(Stored items)
use std::io::Cursor;

use image::{DynamicImage, ImageFormat, Rgb, RgbImage};

/// Green-cyan backdrop inside the default background range (hsv 82/255/200)
pub const BACKDROP: Rgb<u8> = Rgb([0, 200, 150]);
/// Rust tone inside the red range (hsv 9/217/200)
pub const RUST: Rgb<u8> = Rgb([200, 80, 30]);
/// Dark deposit inside the black range (v = 20)
pub const DARK: Rgb<u8> = Rgb([20, 20, 20]);
/// Pale oxide inside the white range (s = 0, v = 230)
pub const PALE: Rgb<u8> = Rgb([230, 230, 230]);
/// Clean metal: matches no corrosion class and is not backdrop
pub const STEEL: Rgb<u8> = Rgb([120, 120, 120]);

/// Image filled entirely with the backdrop colour
pub fn backdrop(width: u32, height: u32) -> RgbImage {
    RgbImage::from_pixel(width, height, BACKDROP)
}

pub fn fill_rect(img: &mut RgbImage, x: u32, y: u32, width: u32, height: u32, color: Rgb<u8>) {
    for py in y..y + height {
        for px in x..x + width {
            img.put_pixel(px, py, color);
        }
    }
}

pub fn fill_disk(img: &mut RgbImage, cx: i64, cy: i64, radius: i64, color: Rgb<u8>) {
    for (x, y, pixel) in img.enumerate_pixels_mut() {
        let dx = x as i64 - cx;
        let dy = y as i64 - cy;
        if dx * dx + dy * dy <= radius * radius {
            *pixel = color;
        }
    }
}

/// Steel plate with one patch of each corrosion class.
///
/// 40x40 object: 100 rust, 100 dark and 200 pale pixels.
pub fn corroded_plate() -> RgbImage {
    let mut img = backdrop(80, 80);
    fill_rect(&mut img, 20, 20, 40, 40, STEEL);
    fill_rect(&mut img, 25, 25, 10, 10, RUST);
    fill_rect(&mut img, 45, 25, 10, 10, DARK);
    fill_rect(&mut img, 25, 45, 20, 10, PALE);
    img
}

pub fn encode_png(img: &RgbImage) -> Vec<u8> {
    let mut bytes = Vec::new();
    DynamicImage::ImageRgb8(img.clone())
        .write_to(&mut Cursor::new(&mut bytes), ImageFormat::Png)
        .expect("Failed to encode test image");
    bytes
}

/// Writes `img` as a PNG temp file that is removed when dropped
pub fn write_temp_png(img: &RgbImage) -> tempfile::NamedTempFile {
    let file = tempfile::Builder::new()
        .suffix(".png")
        .tempfile()
        .expect("Failed to create temp image file");
    img.save_with_format(file.path(), ImageFormat::Png)
        .expect("Failed to save test image");
    file
}
use std::collections::HashSet;

use image::{GrayImage, Luma, Rgb, RgbImage};
use imageproc::contours::{BorderType, find_contours};
use imageproc::distance_transform::Norm;
use imageproc::morphology;
use imageproc::point::Point;
use imageproc::region_labelling::{Connectivity, connected_components};

use crate::models::Contour;

const ON: Luma<u8> = Luma([255]);
const OFF: Luma<u8> = Luma([0]);

/// Same-size boolean grid over an image.
///
/// Every combinator returns a new mask; the only in-place work happens on
/// private copies inside the morphology helpers. Combining masks of
/// different sizes is a caller bug and panics.
#[derive(Debug, Clone, PartialEq, Eq)]
pub struct Mask {
    image: GrayImage,
}

impl Mask {
    /// All-false mask
    pub fn new(width: u32, height: u32) -> Self {
        Self {
            image: GrayImage::new(width, height),
        }
    }

    /// All-true mask
    pub fn full(width: u32, height: u32) -> Self {
        Self {
            image: GrayImage::from_pixel(width, height, ON),
        }
    }

    pub fn from_fn(width: u32, height: u32, f: impl Fn(u32, u32) -> bool) -> Self {
        Self {
            image: GrayImage::from_fn(width, height, |x, y| if f(x, y) { ON } else { OFF }),
        }
    }

    /// Any nonzero pixel is treated as set
    pub fn from_gray(gray: &GrayImage) -> Self {
        Self::from_fn(gray.width(), gray.height(), |x, y| gray.get_pixel(x, y)[0] != 0)
    }

    pub fn width(&self) -> u32 {
        self.image.width()
    }

    pub fn height(&self) -> u32 {
        self.image.height()
    }

    pub fn dimensions(&self) -> (u32, u32) {
        self.image.dimensions()
    }

    pub fn get(&self, x: u32, y: u32) -> bool {
        self.image.get_pixel(x, y)[0] != 0
    }

    /// Number of set pixels
    pub fn count(&self) -> u64 {
        self.image.pixels().filter(|p| p[0] != 0).count() as u64
    }

    /// 0/255 grayscale rendering, handy for debug output
    pub fn to_image(&self) -> GrayImage {
        self.image.clone()
    }

    fn zip_with(&self, other: &Mask, op: impl Fn(bool, bool) -> bool) -> Mask {
        assert_eq!(
            self.dimensions(),
            other.dimensions(),
            "mask dimensions differ"
        );
        Mask::from_fn(self.width(), self.height(), |x, y| {
            op(self.get(x, y), other.get(x, y))
        })
    }

    pub fn union(&self, other: &Mask) -> Mask {
        self.zip_with(other, |a, b| a || b)
    }

    pub fn intersect(&self, other: &Mask) -> Mask {
        self.zip_with(other, |a, b| a && b)
    }

    pub fn complement(&self) -> Mask {
        Mask::from_fn(self.width(), self.height(), |x, y| !self.get(x, y))
    }

    /// Erode with a square structuring element of side `kernel_size`
    pub fn erode(&self, kernel_size: u32) -> Mask {
        Mask {
            image: morphology::erode(&self.image, Norm::LInf, kernel_radius(kernel_size)),
        }
    }

    /// Dilate with a square structuring element of side `kernel_size`
    pub fn dilate(&self, kernel_size: u32) -> Mask {
        Mask {
            image: morphology::dilate(&self.image, Norm::LInf, kernel_radius(kernel_size)),
        }
    }

    /// Erosion followed by dilation: drops specks smaller than the kernel
    pub fn open(&self, kernel_size: u32) -> Mask {
        self.erode(kernel_size).dilate(kernel_size)
    }

    /// Dilation followed by erosion: closes gaps smaller than the kernel
    pub fn close(&self, kernel_size: u32) -> Mask {
        self.dilate(kernel_size).erode(kernel_size)
    }

    /// Set every unset region that cannot reach the image frame.
    ///
    /// Unset regions are 4-connected, the dual of the 8-connected set regions,
    /// so a diagonal gap in an outline does not leak.
    pub fn fill_holes(&self) -> Mask {
        let unset = self.complement();
        let labels = connected_components(&unset.image, Connectivity::Four, OFF);
        let (width, height) = self.dimensions();

        let mut outside: HashSet<u32> = HashSet::new();
        for (x, y, label) in labels.enumerate_pixels() {
            let on_frame = x == 0 || y == 0 || x + 1 == width || y + 1 == height;
            if on_frame && label[0] != 0 {
                outside.insert(label[0]);
            }
        }

        Mask::from_fn(width, height, |x, y| {
            let label = labels.get_pixel(x, y)[0];
            self.get(x, y) || (label != 0 && !outside.contains(&label))
        })
    }

    /// Outer boundaries of every top-level set region; holes are ignored.
    ///
    /// Border following only starts an outer border next to an unset pixel,
    /// so the mask is traced inside a one-pixel unset frame and the points
    /// are shifted back afterwards.
    pub fn external_contours(&self) -> Vec<Contour> {
        let (width, height) = self.dimensions();
        let mut padded = GrayImage::new(width + 2, height + 2);
        image::imageops::replace(&mut padded, &self.image, 1, 1);

        find_contours::<u32>(&padded)
            .into_iter()
            .filter(|c| c.border_type == BorderType::Outer && c.parent.is_none())
            .map(|c| {
                let points = c.points.iter().map(|p| Point::new(p.x - 1, p.y - 1)).collect();
                Contour::new(points)
            })
            .collect()
    }

    /// The 8-connected region `contour` bounds, with its interior filled
    pub fn filled_region(&self, contour: &Contour) -> Mask {
        let (width, height) = self.dimensions();
        let Some((seed_x, seed_y)) = contour.seed() else {
            return Mask::new(width, height);
        };

        let labels = connected_components(&self.image, Connectivity::Eight, OFF);
        let target = labels.get_pixel(seed_x, seed_y)[0];

        let component = Mask::from_fn(width, height, |x, y| {
            target != 0 && labels.get_pixel(x, y)[0] == target
        });
        component.fill_holes()
    }

    /// The region whose outer boundary encloses the largest area, with its
    /// interior filled. `None` when nothing is set.
    pub fn largest_component(&self) -> Option<LargestComponent> {
        let contours = self.external_contours();
        let candidates = contours.len();
        log::debug!("found {} external contours", candidates);

        let contour = contours.into_iter().fold(None, |best: Option<Contour>, c| match best {
            Some(b) if b.area() >= c.area() => Some(b),
            _ => Some(c),
        })?;

        Some(LargestComponent {
            mask: self.filled_region(&contour),
            contour,
            candidates,
        })
    }

    /// Copy of `img` with every pixel outside the mask set to black
    pub fn apply_to(&self, img: &RgbImage) -> RgbImage {
        assert_eq!(
            self.dimensions(),
            img.dimensions(),
            "mask and image dimensions differ"
        );
        RgbImage::from_fn(img.width(), img.height(), |x, y| {
            if self.get(x, y) {
                *img.get_pixel(x, y)
            } else {
                Rgb([0, 0, 0])
            }
        })
    }
}

/// Winner of `Mask::largest_component`
#[derive(Debug, Clone)]
pub struct LargestComponent {
    pub mask: Mask,
    pub contour: Contour,
    /// How many top-level regions competed
    pub candidates: usize,
}

/// Largest square kernel the morphology helpers support
pub const MAX_KERNEL_SIZE: u32 = 2 * u8::MAX as u32 + 1;

fn kernel_radius(kernel_size: u32) -> u8 {
    debug_assert!(kernel_size <= MAX_KERNEL_SIZE, "kernel too large");
    (kernel_size / 2).min(u8::MAX as u32) as u8
}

Problem to work on »
Send back an exact copy of only the lines from the line with "bug and panics." up to and including the line with "treated as set" in the data above.

Written response »
/// different sizes is a caller bug and panics.
#[derive(Debug, Clone, PartialEq, Eq)]
pub struct Mask {
    image: GrayImage,
}

impl Mask {
    /// All-false mask
    pub fn new(width: u32, height: u32) -> Self {
        Self {
            image: GrayImage::new(width, height),
        }
    }

    /// All-true mask
    pub fn full(width: u32, height: u32) -> Self {
        Self {
            image: GrayImage::from_pixel(width, height, ON),
        }
    }

    pub fn from_fn(width: u32, height: u32, f: impl Fn(u32, u32) -> bool) -> Self {
        Self {
            image: GrayImage::from_fn(width, height, |x, y| if f(x, y) { ON } else { OFF }),
        }
    }

    /// Any nonzero pixel is treated as set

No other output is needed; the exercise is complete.